Tuesday, August 5, 2014

Freedom-Hater-care's downfall is what we knew it would be: gummint gravy gumming up the market value of goods and services

So, now that FHer-care is in place, do folks like it better?  In a word, no.


According to new polling by the Kaiser Family Foundation, which has closely tracked Obamacare for years, 37 percent of those surveyed have a favorable view of the Affordable Care Act, while 53 percent have an unfavorable view. That's an eight-percentage-point jump in unfavorability over last month, and a two-point drop in favorability over the same time.
Why the shift? It's not because millions of Americans have suddenly become conservative Republicans. Kaiser found that disapproval of Obamacare has risen across the board. Among Democrats, for example, the law's unfavorable rating jumped six points in July, while its favorable rating fell four points. A similar thing happened among independents and — it hardly seemed possible — among Republicans who already hated the law.
Obamacare's unfavorables also rose among all income groups — people who make less than $40,000 a year, those who make between $40,000 and $90,000 a year, and those who make more than $90,000. The same among all age groups. And the same for race and ethnicity: Disapproval rose among whites, blacks, and Hispanics.
Rather than a shift among some identifiable group, Obamacare's rising unpopularity seems to be a product of the simple fact that, several months into its implementation, more and more people are having personal experience with the law.
Folks who do like it better take a very simple view: Hey, I have greater access to health care at a reasonable cost!  They fail to see that it's based on their fellow citizens making up the difference between what they pay and what the insurance companies and hospitals and clinics get.  In a word, redistribution.

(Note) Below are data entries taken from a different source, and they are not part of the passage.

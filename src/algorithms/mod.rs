//! Geometric primitives shared by every overlay

pub mod projector;
pub mod distance;

pub use projector::{CameraMatrices, Projector};
pub use distance::distance;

A majority of the people who said Obamacare has directly helped them said its prime benefit was greater access to health coverage and care. A majority of those who said Obamacare has directly hurt them said its main effect was to increase their health costs.
Overall, the numbers reflect Obamacare's design; it was intended to offer taxpayer-subsidized health coverage to a relatively small group of people (the roughly 15 percent of the population that had no health coverage) by imposing costs on the far larger group who had coverage and were satisfied with it. Given that, it's not surprising more people report a negative than positive Obamacare experience.

But - and I'll try to keep you out of the weeds here - come next year, they're going to get a wake-up call from the regime's baseball bat, the IRS:

The size of each person's subsidy is tied to a "benchmark" plan. Poorer consumers only have to spend a certain percentage of their income for that plan; the government pays the rest of the premium. If you choose a more expensive policy, you have to pay the difference on your own.
This year, about 3.4 million people picked the benchmark plan or went one option cheaper. But as those plans raise their rates and new options come to the market, they'll often lose their benchmark status to cheaper competitors—and their customers will find themselves on the hook for a bigger share of their premiums.
"I would expect that probably the majority of 2014 enrollees are going to be impacted pretty substantially," said Milliman analyst Paul Houchens.
Let's say your income is at about 150 percent of the poverty line—roughly $17,000 per year. The law says you don't have to pay more than 4 percent of your income for the benchmark plan in your area. You chose that plan this year, and you're getting a pretty generous subsidy.
Your plan wants to raise its rates by 5 percent next year—not great, but not the end of the world when you're only paying about $50 per month out of your pocket. You like the plan, the premium increase doesn't seem like a lot, and HealthCare.gov was a headache last time, so you just auto-renew.
Unbeknownst to you, though, new insurers have started offering cheaper plans in your area. Your plan is no longer the benchmark plan; a cheaper one is. So now your subsidy is based on the cost of that plan, not the one you have. This means you're on the hook not only for every dollar of your plan's 5 percent premium increase, but also for every dollar of the difference in price between your plan and the new benchmark plan.
These technical changes in subsidies could turn a 5 percent premium increase into a spike of 30 to 100 percent in the net costs for low-income consumers, according to a recent Milliam analysis.

Memo to the cattle-masses who were perfectly fine with the government poking its nose into your finances and categorizing you based on them for the purpose of determining how much cattle feed to dole out to you:  This is what you get when you turn over your freedom and the responsibility that comes with it to the leviathan state.